- Task objective: The required output is the exact run of lines below that opens at the line with "filename src/core/story.rs" and closes at the line with "pub const DEFAULT_RETRY_LIMIT: u32 = 8;".

Stored data entries
....................

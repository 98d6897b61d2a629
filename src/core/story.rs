/// Story engine — tone banks, tag inference, and seeded story assembly.

use rand::distributions::{Distribution, WeightedIndex};
use regex::Regex;
use rustc_hash::{FxHashMap, FxHashSet};
use serde::Deserialize;
use std::collections::HashMap;
use std::path::Path;
use tracing::{debug, warn};

use crate::core::normalize::{capitalize, lower_first, normalize};
use crate::core::rng::{derive_seed, Mulberry32};
use crate::core::rules::DataError;
use crate::core::template::{LexicalSlot, Template, TemplateSegment};
use crate::schema::rules::{RuleKind, ThemeTag};
use crate::schema::story::{GeneratedStory, StoryContext};
use crate::schema::tone::Tone;

const BUILTIN_STORY_BANKS: &str = include_str!("../../onomastic_data/story_banks.ron");

/// Attempts made before falling back to a suffixed variant.
pub const DEFAULT_RETRY_LIMIT: u32 = 8;

const MIN_TEMPLATES_PER_TONE: usize = 2;

// RON deserialization helpers; validated and compiled into the types below.

#[derive(Debug, Deserialize)]
struct RonTemplate {
    weight: u32,
    text: String,
}

#[derive(Debug, Deserialize)]
struct RonToneBank {
    templates: Vec<RonTemplate>,
    verbs: Vec<String>,
    nouns: Vec<String>,
    closings: Vec<String>,
}

#[derive(Debug, Deserialize)]
struct RonCue {
    pattern: String,
    tags: Vec<String>,
}

#[derive(Debug, Deserialize)]
#[serde(rename = "StoryBanks")]
struct RonStoryBanks {
    tones: HashMap<String, RonToneBank>,
    themes: HashMap<String, Vec<String>>,
    neutral: Vec<String>,
    #[serde(default)]
    notes: HashMap<String, String>,
    #[serde(default)]
    cues: Vec<RonCue>,
    exhausted_suffix: String,
}

/// A template with its selection weight.
#[derive(Debug, Clone)]
pub struct WeightedTemplate {
    pub weight: u32,
    pub template: Template,
}

/// Templates and lexicons for one tone.
#[derive(Debug, Clone)]
pub struct ToneBank {
    templates: Vec<WeightedTemplate>,
    chooser: WeightedIndex<u32>,
    verbs: Vec<String>,
    nouns: Vec<String>,
    closings: Vec<String>,
}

....................

- Response area:
filename src/core/story.rs
/// Story engine — tone banks, tag inference, and seeded story assembly.

use rand::distributions::{Distribution, WeightedIndex};
use regex::Regex;
use rustc_hash::{FxHashMap, FxHashSet};
use serde::Deserialize;
use std::collections::HashMap;
use std::path::Path;
use tracing::{debug, warn};

use crate::core::normalize::{capitalize, lower_first, normalize};
use crate::core::rng::{derive_seed, Mulberry32};
use crate::core::rules::DataError;
use crate::core::template::{LexicalSlot, Template, TemplateSegment};
use crate::schema::rules::{RuleKind, ThemeTag};
use crate::schema::story::{GeneratedStory, StoryContext};
use crate::schema::tone::Tone;

const BUILTIN_STORY_BANKS: &str = include_str!("../../onomastic_data/story_banks.ron");

/// Attempts made before falling back to a suffixed variant.
pub const DEFAULT_RETRY_LIMIT: u32 = 8;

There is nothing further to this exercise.